**Work task**
Find and return every line of the data that contains the word "when".

[Stored data]

◆ ◆ ◆

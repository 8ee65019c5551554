//! Wire documents sent to the web client.
//!
//! Two documents leave the server:
//!
//! - [`SnapshotDocument`]: the occupied parts of the board, embedded in the
//!   page as `var boardData = ...;`.
//! - [`FeedSnapshot`]: the rendered chat log, re-fetched by the client on a
//!   fixed polling interval.
//!
//! Optional sub-objects (`city`, `port`, `road`) are omitted from the JSON
//! when absent rather than written as `null`; the client tests for their
//! presence with `if (node.city)`.

use serde::{Deserialize, Serialize};

// ---------------------------------------------------------------------------
// Names
// ---------------------------------------------------------------------------

/// The resource-type literal a tile or port carries on the wire.
///
/// This is the closed set the client knows how to draw. Anything the
/// board model reports outside of it becomes [`ResourceName::Unknown`]
/// instead of failing the projection.
#[derive(Debug, Clone, Copy, PartialEq, Eq, Hash, Serialize, Deserialize)]
#[serde(rename_all = "lowercase")]
pub enum ResourceName {
    Brick,
    Ore,
    Wood,
    Sheep,
    Wheat,
    Desert,
    Unknown,
}

impl ResourceName {
    /// The literal written on the wire.
    pub fn as_str(self) -> &'static str {
        match self {
            Self::Brick => "brick",
            Self::Ore => "ore",
            Self::Wood => "wood",
            Self::Sheep => "sheep",
            Self::Wheat => "wheat",
            Self::Desert => "desert",
            Self::Unknown => "unknown",
        }
    }
}

impl std::fmt::Display for ResourceName {
    fn fmt(&self, f: &mut std::fmt::Formatter<'_>) -> std::fmt::Result {
        f.write_str(self.as_str())
    }
}

/// Which kind of building occupies a node.
#[derive(Debug, Clone, Copy, PartialEq, Eq, Serialize, Deserialize)]
#[serde(rename_all = "lowercase")]
pub enum BuildingType {
    Settlement,
    City,
}

// ---------------------------------------------------------------------------
// Board snapshot
// ---------------------------------------------------------------------------

/// `{type, color}` under a node's `city` key.
#[derive(Debug, Clone, PartialEq, Eq, Serialize, Deserialize)]
pub struct BuildingEntry {
    #[serde(rename = "type")]
    pub kind: BuildingType,
    pub color: String,
}

/// `{type, rate}` under a node's or edge's `port` key.
#[derive(Debug, Clone, PartialEq, Eq, Serialize, Deserialize)]
pub struct PortEntry {
    #[serde(rename = "type")]
    pub kind: ResourceName,
    pub rate: u32,
}

/// `{color}` under an edge's `road` key.
#[derive(Debug, Clone, PartialEq, Eq, Serialize, Deserialize)]
pub struct RoadEntry {
    pub color: String,
}

/// One map tile.
#[derive(Debug, Clone, PartialEq, Eq, Serialize, Deserialize)]
pub struct TileEntry {
    pub x: i32,
    pub y: i32,
    pub number: u8,
    #[serde(rename = "type")]
    pub kind: ResourceName,
}

/// One board node. Appears in the top-level `nodes` list (only when a
/// building is present) and as an edge endpoint (always).
#[derive(Debug, Clone, PartialEq, Eq, Serialize, Deserialize)]
pub struct NodeEntry {
    pub x: i32,
    pub y: i32,
    pub n: u8,
    #[serde(default, skip_serializing_if = "Option::is_none")]
    pub city: Option<BuildingEntry>,
    #[serde(default, skip_serializing_if = "Option::is_none")]
    pub port: Option<PortEntry>,
}

/// One board edge with both endpoints rendered in full.
#[derive(Debug, Clone, PartialEq, Eq, Serialize, Deserialize)]
pub struct EdgeEntry {
    pub x: i32,
    pub y: i32,
    pub n: u8,
    pub nodes: [NodeEntry; 2],
    #[serde(default, skip_serializing_if = "Option::is_none")]
    pub road: Option<RoadEntry>,
    #[serde(default, skip_serializing_if = "Option::is_none")]
    pub port: Option<PortEntry>,
}

/// The full board snapshot.
///
/// `skipped` counts elements dropped because they could not be rendered
/// (e.g. an edge whose endpoint vanished mid-read). It is server-side
/// bookkeeping only and never goes on the wire.
#[derive(Debug, Clone, Default, PartialEq, Eq, Serialize, Deserialize)]
pub struct SnapshotDocument {
    pub tiles: Vec<TileEntry>,
    pub nodes: Vec<NodeEntry>,
    pub edges: Vec<EdgeEntry>,
    #[serde(skip)]
    pub skipped: usize,
}

impl SnapshotDocument {
    /// Returns `true` if every element of the board made it into the
    /// document.
    pub fn is_complete(&self) -> bool {
        self.skipped == 0
    }
}

// ---------------------------------------------------------------------------
// Message feed
// ---------------------------------------------------------------------------

/// One chat line as the client draws it: sender label, label color, text.
#[derive(Debug, Clone, PartialEq, Eq, Serialize, Deserialize)]
pub struct RenderedMessage {
    pub name: String,
    pub color: String,
    pub text: String,
}

/// A full re-render of a player's feed plus the cadence the client should
/// poll at.
#[derive(Debug, Clone, PartialEq, Eq, Serialize, Deserialize)]
pub struct FeedSnapshot {
    pub messages: Vec<RenderedMessage>,
    pub poll_interval_ms: u64,
}

// =========================================================================
// Tests
// =========================================================================

#[cfg(test)]
mod tests {
    //! The client reads these documents with plain property access, so
    //! the exact JSON shape matters more than round-tripping.

    use super::*;

    fn bare_node(n: u8) -> NodeEntry {
        NodeEntry {
            x: 1,
            y: 2,
            n,
            city: None,
            port: None,
        }
    }

    #[test]
    fn test_resource_name_serializes_lowercase() {
        let json = serde_json::to_string(&ResourceName::Wheat).unwrap();
        assert_eq!(json, "\"wheat\"");
        let json = serde_json::to_string(&ResourceName::Unknown).unwrap();
        assert_eq!(json, "\"unknown\"");
    }

    #[test]
    fn test_resource_name_as_str_matches_serde() {
        for name in [
            ResourceName::Brick,
            ResourceName::Ore,
            ResourceName::Wood,
            ResourceName::Sheep,
            ResourceName::Wheat,
            ResourceName::Desert,
            ResourceName::Unknown,
        ] {
            let json = serde_json::to_value(name).unwrap();
            assert_eq!(json, name.as_str());
            assert_eq!(name.to_string(), name.as_str());
        }
    }

    #[test]
    fn test_tile_entry_uses_type_key() {
        let tile = TileEntry {
            x: 0,
            y: 0,
            number: 8,
            kind: ResourceName::Wood,
        };
        let json = serde_json::to_value(&tile).unwrap();
        assert_eq!(
            json,
            serde_json::json!({"x": 0, "y": 0, "number": 8, "type": "wood"})
        );
    }

    #[test]
    fn test_node_entry_omits_absent_city_and_port() {
        let json = serde_json::to_value(bare_node(3)).unwrap();
        assert_eq!(json, serde_json::json!({"x": 1, "y": 2, "n": 3}));
    }

    #[test]
    fn test_node_entry_with_city_and_port() {
        let node = NodeEntry {
            city: Some(BuildingEntry {
                kind: BuildingType::City,
                color: "red".into(),
            }),
            port: Some(PortEntry {
                kind: ResourceName::Ore,
                rate: 2,
            }),
            ..bare_node(0)
        };
        let json = serde_json::to_value(&node).unwrap();

        assert_eq!(json["city"]["type"], "city");
        assert_eq!(json["city"]["color"], "red");
        assert_eq!(json["port"]["type"], "ore");
        assert_eq!(json["port"]["rate"], 2);
    }

    #[test]
    fn test_edge_entry_json_shape() {
        let edge = EdgeEntry {
            x: 1,
            y: 2,
            n: 5,
            nodes: [bare_node(4), bare_node(5)],
            road: Some(RoadEntry {
                color: "white".into(),
            }),
            port: None,
        };
        let json = serde_json::to_value(&edge).unwrap();

        assert_eq!(json["n"], 5);
        assert_eq!(json["nodes"].as_array().unwrap().len(), 2);
        assert_eq!(json["road"], serde_json::json!({"color": "white"}));
        assert!(json.get("port").is_none());
    }

    #[test]
    fn test_snapshot_document_never_serializes_skipped() {
        let doc = SnapshotDocument {
            skipped: 3,
            ..SnapshotDocument::default()
        };
        let json = serde_json::to_value(&doc).unwrap();

        assert!(json.get("skipped").is_none());
        assert!(!doc.is_complete());
        assert!(SnapshotDocument::default().is_complete());
    }

    #[test]
    fn test_feed_snapshot_json_shape() {
        let feed = FeedSnapshot {
            messages: vec![RenderedMessage {
                name: "Ann".into(),
                color: "red".into(),
                text: "hi".into(),
            }],
            poll_interval_ms: 5000,
        };
        let json = serde_json::to_value(&feed).unwrap();

        assert_eq!(json["poll_interval_ms"], 5000);
        assert_eq!(
            json["messages"][0],
            serde_json::json!({"name": "Ann", "color": "red", "text": "hi"})
        );
    }

    #[test]
    fn test_decode_unknown_building_type_returns_error() {
        let result: Result<BuildingEntry, _> =
            serde_json::from_str(r#"{"type": "castle", "color": "red"}"#);
        assert!(result.is_err());
    }
}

◆ ◆ ◆

**Answer for this exercise**
//! when absent rather than written as `null`; the client tests for their
/// One board node. Appears in the top-level `nodes` list (only when a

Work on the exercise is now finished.